Recommendations for Executive Action

Agency Affected Recommendation Status
Department of Agriculture To better determine and track compliance across the portfolio, the Secretary of Agriculture should direct the Administrator of RHS to implement mechanisms to improve the specificity and timely reporting of its compliance review information--such as findings data and performance grade data in Multi-Family Housing Information System (MFIS).
Closed – Implemented
This recommendation has been implemented. In May 2011, the Rural Housing Service (RHS) developed and began to utilize a monthly report that identifies problems (open findings) in Farm Labor Housing projects listed in the Multifamily Information System (MFIS) that remain unresolved at the month's end. Open findings in the following categories are reviewed by the national office: civil rights compliance, financial, management, ownership and physical condition. In 2012, RHS also began evaluating the Missing Data Elements report, which is designed to detect data that should be in MFIS, as part of its oversight each State Director's Multifamily Housing servicing goals. According to the Rural Development Multifamily Handbook (HB)-2-3560, state and servicing offices are required to input the current status of all servicing actions into MFIS. The state office must monitor the MFIS activities of servicing offices to ensure that data are accurate, consistent, timely, and complete. According to the RHS national office, the Missing Data Elements report is used to ensure that such actions by the state and servicing offices are completed.
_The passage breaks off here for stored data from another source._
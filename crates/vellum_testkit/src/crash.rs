//! Crash simulation.
//!
//! Two flavors. [`CrashableBackend`] wraps a storage backend and stops
//! accepting writes after a byte budget, including a partial final
//! append, which is how a power loss tears a page in half. The file
//! surgery helpers damage segment files on disk directly, for tests
//! that crash a whole log between close and reopen.

use std::fs::OpenOptions;
use std::io::{self, Read, Seek, SeekFrom, Write};
use std::path::Path;

use vellum_storage::{StorageBackend, StorageError, StorageResult};
use vellum_wal::log::segment::segment_path;

/// A storage backend that fails after a configured number of written
/// bytes.
///
/// When an append would cross the budget, the backend writes the part
/// that fits, marks itself crashed, and returns an I/O error. Reads
/// keep working afterwards so tests can inspect what actually reached
/// the inner backend.
pub struct CrashableBackend {
    inner: Box<dyn StorageBackend>,
    crash_after_bytes: u64,
    bytes_written: u64,
    crashed: bool,
    fail_on_sync: bool,
}

impl CrashableBackend {
    /// Wraps a backend with no crash scheduled.
    #[must_use]
    pub fn new(inner: Box<dyn StorageBackend>) -> Self {
        Self {
            inner,
            crash_after_bytes: u64::MAX,
            bytes_written: 0,
            crashed: false,
            fail_on_sync: false,
        }
    }

    /// Schedules a crash once `bytes` have been appended.
    #[must_use]
    pub fn crash_after(mut self, bytes: u64) -> Self {
        self.crash_after_bytes = bytes;
        self
    }

    /// Makes `sync` fail, simulating a device that accepts writes into
    /// its cache but dies before making them durable.
    #[must_use]
    pub fn fail_on_sync(mut self, fail: bool) -> Self {
        self.fail_on_sync = fail;
        self
    }

    /// Whether the simulated crash has happened.
    #[must_use]
    pub fn has_crashed(&self) -> bool {
        self.crashed
    }

    /// Bytes that reached the inner backend.
    #[must_use]
    pub fn bytes_written(&self) -> u64 {
        self.bytes_written
    }

    /// Clears the crash so the backend accepts writes again, keeping
    /// whatever data made it through.
    pub fn reset(&mut self) {
        self.crashed = false;
        self.crash_after_bytes = u64::MAX;
        self.fail_on_sync = false;
    }

    fn crash_error(&self) -> StorageError {
        StorageError::Io(io::Error::other(format!(
            "simulated crash after {} bytes",
            self.bytes_written
        )))
    }
}

impl StorageBackend for CrashableBackend {
    fn read_at(&self, offset: u64, len: usize) -> StorageResult<Vec<u8>> {
        self.inner.read_at(offset, len)
    }

    fn append(&mut self, data: &[u8]) -> StorageResult<u64> {
        if self.crashed {
            return Err(self.crash_error());
        }
        let remaining = self.crash_after_bytes.saturating_sub(self.bytes_written);
        if (data.len() as u64) > remaining {
            // Tear the write: the part inside the budget lands, the
            // rest never reaches the device.
            let kept = usize::try_from(remaining).unwrap_or(usize::MAX);
            if kept > 0 {
                self.inner.append(&data[..kept])?;
                self.bytes_written += kept as u64;
            }
            self.crashed = true;
            return Err(self.crash_error());
        }
        let offset = self.inner.append(data)?;
        self.bytes_written += data.len() as u64;
        Ok(offset)
    }

    fn flush(&mut self) -> StorageResult<()> {
        if self.crashed {
            return Err(self.crash_error());
        }
        self.inner.flush()
    }

    fn size(&self) -> StorageResult<u64> {
        self.inner.size()
    }

    fn sync(&mut self) -> StorageResult<()> {
        if self.crashed {
            return Err(self.crash_error());
        }
        if self.fail_on_sync {
            self.crashed = true;
            return Err(self.crash_error());
        }
        self.inner.sync()
    }

    fn truncate(&mut self, new_size: u64) -> StorageResult<()> {
        if self.crashed {
            return Err(self.crash_error());
        }
        self.inner.truncate(new_size)
    }
}

impl std::fmt::Debug for CrashableBackend {
    fn fmt(&self, f: &mut std::fmt::Formatter<'_>) -> std::fmt::Result {
        f.debug_struct("CrashableBackend")
            .field("crash_after_bytes", &self.crash_after_bytes)
            .field("bytes_written", &self.bytes_written)
            .field("crashed", &self.crashed)
            .field("fail_on_sync", &self.fail_on_sync)
            .finish_non_exhaustive()
    }
}

/// Cuts `bytes` off the end of a segment file and returns the new
/// length. Simulates a crash that lost the tail of the last write.
///
/// # Errors
///
/// Returns an error if the segment file cannot be opened or resized.
pub fn tear_segment_tail(dir: &Path, segment: u64, bytes: u64) -> io::Result<u64> {
    let file = OpenOptions::new()
        .write(true)
        .open(segment_path(dir, segment))?;
    let len = file.metadata()?.len();
    let new_len = len.saturating_sub(bytes);
    file.set_len(new_len)?;
    file.sync_all()?;
    Ok(new_len)
}

/// Flips one byte in the middle of a page so its checksum no longer
/// matches.
///
/// # Errors
///
/// Returns an error if the page lies outside the segment file or the
/// file cannot be modified.
pub fn corrupt_page(dir: &Path, segment: u64, page_index: u64, page_size: usize) -> io::Result<()> {
    let mut file = OpenOptions::new()
        .read(true)
        .write(true)
        .open(segment_path(dir, segment))?;
    let len = file.metadata()?.len();
    let offset = page_index * page_size as u64 + page_size as u64 / 2;
    if offset >= len {
        return Err(io::Error::other(format!(
            "page {page_index} is beyond the segment ({len} bytes)"
        )));
    }
    let mut byte = [0u8];
    file.seek(SeekFrom::Start(offset))?;
    file.read_exact(&mut byte)?;
    byte[0] ^= 0xFF;
    file.seek(SeekFrom::Start(offset))?;
    file.write_all(&byte)?;
    file.sync_all()?;
    Ok(())
}

/// Appends garbage to a segment file, the shape a torn multi-page
/// write leaves behind.
///
/// # Errors
///
/// Returns an error if the segment file cannot be opened or written.
pub fn append_garbage(dir: &Path, segment: u64, bytes: usize) -> io::Result<()> {
    let mut file = OpenOptions::new()
        .append(true)
        .open(segment_path(dir, segment))?;
    file.write_all(&vec![0xA5; bytes])?;
    file.sync_all()?;
    Ok(())
}

#[cfg(test)]
mod tests {
    use super::*;
    use vellum_storage::InMemoryBackend;

    fn crashable() -> CrashableBackend {
        CrashableBackend::new(Box::new(InMemoryBackend::new()))
    }

    #[test]
    fn partial_write_stops_at_the_budget() {
        let mut backend = crashable().crash_after(10);
        backend.append(&[1u8; 6]).unwrap();
        let err = backend.append(&[2u8; 8]).unwrap_err();
        assert!(matches!(err, StorageError::Io(_)));
        assert!(backend.has_crashed());

        // Exactly four of the second write's bytes fit the budget.
        assert_eq!(backend.bytes_written(), 10);
        assert_eq!(backend.size().unwrap(), 10);
        assert_eq!(backend.read_at(6, 4).unwrap(), vec![2u8; 4]);
    }

    #[test]
    fn crashed_backend_rejects_every_write() {
        let mut backend = crashable().crash_after(0);
        backend.append(&[0u8; 4]).unwrap_err();
        backend.append(&[0u8; 1]).unwrap_err();
        backend.flush().unwrap_err();
        backend.sync().unwrap_err();
        assert_eq!(backend.size().unwrap(), 0);
    }

    #[test]
    fn sync_failure_counts_as_a_crash() {
        let mut backend = crashable().fail_on_sync(true);
        backend.append(&[7u8; 16]).unwrap();
        backend.flush().unwrap();
        backend.sync().unwrap_err();
        assert!(backend.has_crashed());
        backend.append(&[7u8; 1]).unwrap_err();
    }

    #[test]
    fn reset_restores_service() {
        let mut backend = crashable().crash_after(4);
        backend.append(&[3u8; 8]).unwrap_err();
        backend.reset();
        backend.append(&[4u8; 8]).unwrap();
        assert_eq!(backend.bytes_written(), 12);
        assert_eq!(backend.read_at(4, 8).unwrap(), vec![4u8; 8]);
    }

    #[test]
    fn surgery_helpers_edit_segment_files() {
        let dir = tempfile::tempdir().unwrap();
        std::fs::write(segment_path(dir.path(), 1), [0u8; 100]).unwrap();

        let new_len = tear_segment_tail(dir.path(), 1, 30).unwrap();
        assert_eq!(new_len, 70);

        append_garbage(dir.path(), 1, 14).unwrap();
        let data = std::fs::read(segment_path(dir.path(), 1)).unwrap();
        assert_eq!(data.len(), 84);
        assert_eq!(data[70], 0xA5);

        corrupt_page(dir.path(), 1, 0, 64).unwrap();
        let data = std::fs::read(segment_path(dir.path(), 1)).unwrap();
        assert_eq!(data[32], 0xFF);

        // Page 2 starts past the end of the file.
        corrupt_page(dir.path(), 1, 2, 64).unwrap_err();
    }
}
Department of Agriculture To help resolve identified borrower noncompliance in a timely manner, the Secretary of Agriculture should direct the Administrator of RHS to implement enforcement mechanisms that can be tailored to the severity of the borrower noncompliance, such as the civil money penalty enforcement provision in its program regulations.
Closed – Implemented
This recommendation has been implemented. In response to our recommendation, USDA published a proposed rule on Civil Monetary Penalties in January 2013 and the final rule in August 2016. The final rule established the implementation of its civil monetary penalty provision with the goal of enabling RHS to target the non-monetary default issues and elicit compliance by the borrower without such drastic steps as foreclosure. In February 2019, RHS updated its handbook with guidance on implementing the final rule. By taking steps to implement a range of enforcement mechanisms, RHS loan servicers can begin to tailor borrower noncompliance issues by severity.
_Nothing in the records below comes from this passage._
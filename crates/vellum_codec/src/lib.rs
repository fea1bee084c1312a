//! # Vellum Codec
//!
//! Fixed-width binary encoding/decoding primitives for the VellumDB
//! log format.
//!
//! Every on-disk structure in the log is built from the same small
//! vocabulary, so corrupt input is always detected the same way:
//! - Little-endian fixed-width integers
//! - 4-byte length-prefixed byte strings
//! - Explicit one-byte presence flags for optional values (absence is
//!   never inferred from a sentinel value)
//! - Decoders reject trailing bytes, truncated input, and flag bytes
//!   other than 0/1
//!
//! ## Usage
//!
//! ```
//! use vellum_codec::{Decoder, Encoder};
//!
//! let mut enc = Encoder::new();
//! enc.write_u32(45);
//! enc.write_option_u64(None);
//! let bytes = enc.into_bytes();
//!
//! let mut dec = Decoder::new(&bytes);
//! assert_eq!(dec.read_u32().unwrap(), 45);
//! assert_eq!(dec.read_option_u64().unwrap(), None);
//! assert!(dec.finish().is_ok());
//! ```

#![deny(unsafe_code)]
#![warn(missing_docs)]

mod decoder;
mod encoder;
mod error;

pub use decoder::{Decoder, MAX_BYTES_LENGTH};
pub use encoder::Encoder;
pub use error::{CodecError, CodecResult};

/// Trait for types with a canonical binary form.
pub trait Encode {
    /// Append this value's binary form to the encoder.
    fn encode_into(&self, encoder: &mut Encoder);

    /// Encode this value to a fresh byte vector.
    fn encode(&self) -> Vec<u8> {
        let mut encoder = Encoder::new();
        self.encode_into(&mut encoder);
        encoder.into_bytes()
    }
}

/// Trait for types decodable from their canonical binary form.
pub trait Decode: Sized {
    /// Read one value from the decoder, advancing its position.
    fn decode_from(decoder: &mut Decoder<'_>) -> CodecResult<Self>;

    /// Decode a value from a byte slice, rejecting trailing bytes.
    fn decode(bytes: &[u8]) -> CodecResult<Self> {
        let mut decoder = Decoder::new(bytes);
        let value = Self::decode_from(&mut decoder)?;
        decoder.finish()?;
        Ok(value)
    }
}

#[cfg(test)]
mod tests {
    use super::*;

    #[derive(Debug)]
    struct Pair {
        left: u64,
        right: Option<u64>,
    }

    impl Encode for Pair {
        fn encode_into(&self, encoder: &mut Encoder) {
            encoder.write_u64(self.left);
            encoder.write_option_u64(self.right);
        }
    }

    impl Decode for Pair {
        fn decode_from(decoder: &mut Decoder<'_>) -> CodecResult<Self> {
            Ok(Self {
                left: decoder.read_u64()?,
                right: decoder.read_option_u64()?,
            })
        }
    }

    #[test]
    fn derived_encode_decode_round_trip() {
        let pair = Pair {
            left: 10,
            right: Some(20),
        };
        let bytes = pair.encode();
        let back = Pair::decode(&bytes).unwrap();
        assert_eq!(back.left, 10);
        assert_eq!(back.right, Some(20));
    }

    #[test]
    fn decode_rejects_residue() {
        let pair = Pair {
            left: 1,
            right: None,
        };
        let mut bytes = pair.encode();
        bytes.push(0xee);
        assert!(matches!(
            Pair::decode(&bytes).unwrap_err(),
            CodecError::TrailingBytes { remaining: 1 }
        ));
    }
}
Department of Agriculture To better ensure that requirements for tenant eligibility are met across the FLH portfolio, the Secretary of Agriculture should direct the Administrator of RHS to require its loan servicers to use the Systematic Alien Verification and Entitlements (SAVE) program administered by the Department of Homeland Security to verify tenant's residency status during supervisory reviews.
Open
As of February 2024, USDA was taking steps to implement the use of electronic third-party verifications systems to establish tenant legal residency and income documentation. Officials reported that the draft rule incorporating the usage of Systematic Alien Verification and Entitlements (SAVE) program for verifying tenant residency is under departmental clearance review and they expect the rule to be finalized in late 2024. Officials reported they will not make any changes to its guidance to loans servicers on verifying tenants' residency until the rule is finalized. In addition, officials reported USDA is implementing a Computer Matching Agreement and System of Record Notice for verifying tenant income, which they anticipate will be finalized in 2024. We will continue to monitor USDA's progress in implementing our recommendation.
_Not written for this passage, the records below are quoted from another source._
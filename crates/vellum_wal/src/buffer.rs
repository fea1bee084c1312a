//! Concurrent record buffer.
//!
//! A segmented multi-producer queue that holds records between the
//! moment they are logged and the moment the background writer drains
//! them. Producers append without locking: they claim a slot with a
//! fetch-add and publish into it afterwards, so a claimed slot can be
//! momentarily empty. Readers treat such slots as "not yet there".
//!
//! The queue is drained by exactly one consumer. Any thread may open a
//! [`Cursor`] on either end and walk in both directions without
//! consuming; a cursor pins the node it points into, so traversal stays
//! valid while the consumer advances past it.

use std::sync::atomic::{AtomicUsize, Ordering};
use std::sync::{Arc, OnceLock, Weak};

use arc_swap::ArcSwap;

/// Records per node. Producers that overflow a node link a new one.
const NODE_CAPACITY: usize = 128;

/// One fixed-size block of the queue.
struct Node<T> {
    /// Next slot to claim. May overshoot `NODE_CAPACITY` under races.
    enqueue_index: AtomicUsize,
    /// Next slot the consumer will take. Written by the consumer only.
    dequeue_index: AtomicUsize,
    /// Claimed slots publish here after the claim.
    slots: [OnceLock<Arc<T>>; NODE_CAPACITY],
    /// Successor block, linked once by the producer that filled us.
    next: OnceLock<Arc<Node<T>>>,
    /// Predecessor block, weak so consumed blocks can be freed.
    prev: OnceLock<Weak<Node<T>>>,
}

impl<T> Node<T> {
    fn empty() -> Self {
        Self {
            enqueue_index: AtomicUsize::new(0),
            dequeue_index: AtomicUsize::new(0),
            slots: std::array::from_fn(|_| OnceLock::new()),
            next: OnceLock::new(),
            prev: OnceLock::new(),
        }
    }

    /// A node born with its first slot already published. Used when a
    /// producer links a fresh node so its record lands atomically.
    fn with_first(record: Arc<T>) -> Self {
        let node = Self {
            enqueue_index: AtomicUsize::new(1),
            ..Self::empty()
        };
        // The node is private until linked, the slot cannot be taken.
        let _ = node.slots[0].set(record);
        node
    }

    fn claimed(&self) -> usize {
        self.enqueue_index.load(Ordering::SeqCst).min(NODE_CAPACITY)
    }
}

impl<T> Default for Node<T> {
    fn default() -> Self {
        Self::empty()
    }
}

/// Multi-producer, single-consumer queue of shared records.
pub struct RecordBuffer<T> {
    /// Oldest block. Advanced by the consumer.
    head: ArcSwap<Node<T>>,
    /// Newest block hint. May lag behind the true tail.
    tail: ArcSwap<Node<T>>,
}

impl<T> RecordBuffer<T> {
    /// Creates an empty buffer.
    #[must_use]
    pub fn new() -> Self {
        let node = Arc::new(Node::empty());
        Self {
            head: ArcSwap::new(Arc::clone(&node)),
            tail: ArcSwap::new(node),
        }
    }

    /// Appends a record. Safe to call from any number of threads.
    pub fn offer(&self, record: Arc<T>) {
        loop {
            let mut tail = self.tail.load_full();
            // The hint can lag, walk to the real last block.
            while let Some(next) = tail.next.get() {
                tail = Arc::clone(next);
            }

            let index = tail.enqueue_index.fetch_add(1, Ordering::SeqCst);
            if index < NODE_CAPACITY {
                // Claimed a slot, publish into it. The claim is unique
                // so the cell is necessarily empty.
                let _ = tail.slots[index].set(record);
                return;
            }

            // Block is full. Link a successor carrying the record, or
            // retry against the successor a faster producer linked.
            let node = Arc::new(Node::with_first(Arc::clone(&record)));
            let _ = node.prev.set(Arc::downgrade(&tail));
            if tail.next.set(Arc::clone(&node)).is_ok() {
                self.swing_tail(&tail, node);
                return;
            }
        }
    }

    /// Removes and returns the oldest record.
    ///
    /// The buffer supports exactly one consumer; callers must ensure
    /// `poll` is never invoked from two threads at once. Returns `None`
    /// when the buffer is empty or the oldest slot is claimed but not
    /// yet published.
    pub fn poll(&self) -> Option<Arc<T>> {
        loop {
            let head = self.head.load_full();
            let dequeue = head.dequeue_index.load(Ordering::SeqCst);

            if dequeue >= NODE_CAPACITY {
                let next = head.next.get()?;
                self.head.store(Arc::clone(next));
                continue;
            }

            if dequeue >= head.claimed() {
                return None;
            }

            let record = head.slots[dequeue].get()?;
            let record = Arc::clone(record);
            head.dequeue_index.store(dequeue + 1, Ordering::SeqCst);
            return Some(record);
        }
    }

    /// Opens a cursor on the oldest record without consuming it.
    pub fn peek_first(&self) -> Option<Cursor<T>> {
        let mut node = self.head.load_full();
        loop {
            let dequeue = node.dequeue_index.load(Ordering::SeqCst);
            if dequeue >= NODE_CAPACITY {
                node = Arc::clone(node.next.get()?);
                continue;
            }
            if dequeue >= node.claimed() {
                return None;
            }
            let record = Arc::clone(node.slots[dequeue].get()?);
            return Some(Cursor {
                node,
                slot: dequeue,
                record,
            });
        }
    }

    /// Opens a cursor on the newest published record.
    ///
    /// Slots claimed by producers that have not published yet are
    /// skipped; the cursor lands on the newest record that is actually
    /// visible.
    pub fn peek_last(&self) -> Option<Cursor<T>> {
        let mut node = self.tail.load_full();
        while let Some(next) = node.next.get() {
            node = Arc::clone(next);
        }

        loop {
            let dequeue = node.dequeue_index.load(Ordering::SeqCst);
            let mut slot = node.claimed();
            while slot > dequeue {
                slot -= 1;
                if let Some(record) = node.slots[slot].get() {
                    let record = Arc::clone(record);
                    return Some(Cursor { node, slot, record });
                }
            }
            let prev = node.prev.get()?.upgrade()?;
            node = prev;
        }
    }

    /// Returns `true` when no published record is waiting.
    #[must_use]
    pub fn is_empty(&self) -> bool {
        self.peek_first().is_none()
    }

    fn swing_tail(&self, from: &Arc<Node<T>>, to: Arc<Node<T>>) {
        // Best effort: losing the race leaves a stale hint that offer
        // and peek_last correct by walking the next chain.
        let _ = self.tail.compare_and_swap(from, to);
    }
}

impl<T> Default for RecordBuffer<T> {
    fn default() -> Self {
        Self::new()
    }
}

/// A non-consuming position inside the buffer.
///
/// Holding a cursor keeps its block alive even after the consumer has
/// moved past it, so backward walks started from the tail stay valid.
pub struct Cursor<T> {
    node: Arc<Node<T>>,
    slot: usize,
    record: Arc<T>,
}

impl<T> Cursor<T> {
    /// Returns the record under the cursor.
    #[must_use]
    pub fn record(&self) -> &Arc<T> {
        &self.record
    }

    /// Consumes the cursor, returning its record.
    #[must_use]
    pub fn into_record(self) -> Arc<T> {
        self.record
    }

    /// Moves towards newer records. Returns `None` at the newest
    /// record, or when the next slot is claimed but not yet published.
    #[must_use]
    pub fn next(&self) -> Option<Cursor<T>> {
        let mut node = Arc::clone(&self.node);
        let mut slot = self.slot + 1;
        loop {
            if slot >= NODE_CAPACITY {
                node = Arc::clone(node.next.get()?);
                slot = 0;
                continue;
            }
            if slot >= node.claimed() {
                return None;
            }
            let record = Arc::clone(node.slots[slot].get()?);
            return Some(Cursor { node, slot, record });
        }
    }

    /// Moves towards older records. Returns `None` at the oldest
    /// unconsumed record, or when the previous slot is claimed but not
    /// yet published.
    #[must_use]
    pub fn prev(&self) -> Option<Cursor<T>> {
        let mut node = Arc::clone(&self.node);
        let mut slot = self.slot;
        loop {
            let dequeue = node.dequeue_index.load(Ordering::SeqCst);
            if slot > dequeue {
                slot -= 1;
                let record = Arc::clone(node.slots[slot].get()?);
                return Some(Cursor { node, slot, record });
            }
            let prev = node.prev.get()?.upgrade()?;
            node = prev;
            slot = node.claimed();
        }
    }
}

impl<T> Clone for Cursor<T> {
    fn clone(&self) -> Self {
        Self {
            node: Arc::clone(&self.node),
            slot: self.slot,
            record: Arc::clone(&self.record),
        }
    }
}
Department of Agriculture To better ensure that requirements for tenant eligibility are met across the FLH portfolio, the Secretary of Agriculture should direct the Administrator of RHS to seek legislative authority to gain access to the Department of Health and Human Services' National Directory of New Hires and make this information available to RHS so that they can assess the accuracy of tenant income documentation during supervisory reviews and other oversight activities.
Closed – Implemented
Although legislation has not yet passed, this recommendation to seek legislation has been implemented. The Secretary of the Department of Agriculture (USDA) proposed legislation in May 2012, which would allow the agency access to the National Directory of New Hires (NDNH) administered by the Department of Health and Human Services. The Office of Management and Budget did not move this proposal forward in the President's Budget for fiscal year 2012. USDA subsequently submitted legislative proposals with the Budget for USDA in fiscal years 2013-2015, seeking Congressional authority for access to NDNH.
Department of Agriculture To help ensure that reliable program costs are estimated in future years, the Secretary of Agriculture should direct the Administrator of RHS, on an annual basis, to work with budget staff to investigate key assumptions, including comparing these assumptions to actual program performance, in order to explain unusual fluctuations impacting the credit subsidy rate used in budget formulation.
Closed – Implemented
This recommendation has been implemented. In its standard operating procedures for Rural Development (RD) Budget Office staff, the Department of Agriculture has included steps to investigate key assumptions in its annual credit subsidy model, including review of unusual changes or fluctuations; comparison of assumptions to actual program performance; and obtaining the review and approval of Farm Labor Housing program officials. RD Budget Office staff have developed a process to annually review each assumption in its credit subsidy model to determine the extent to which the assumption has changed from the previous year. RD Budget Office staff also conduct trend analysis to investigate assumptions in the credit subsidy model for programs that have year-over-year changes of more than 5 percent in the budget formulation subsidy rate.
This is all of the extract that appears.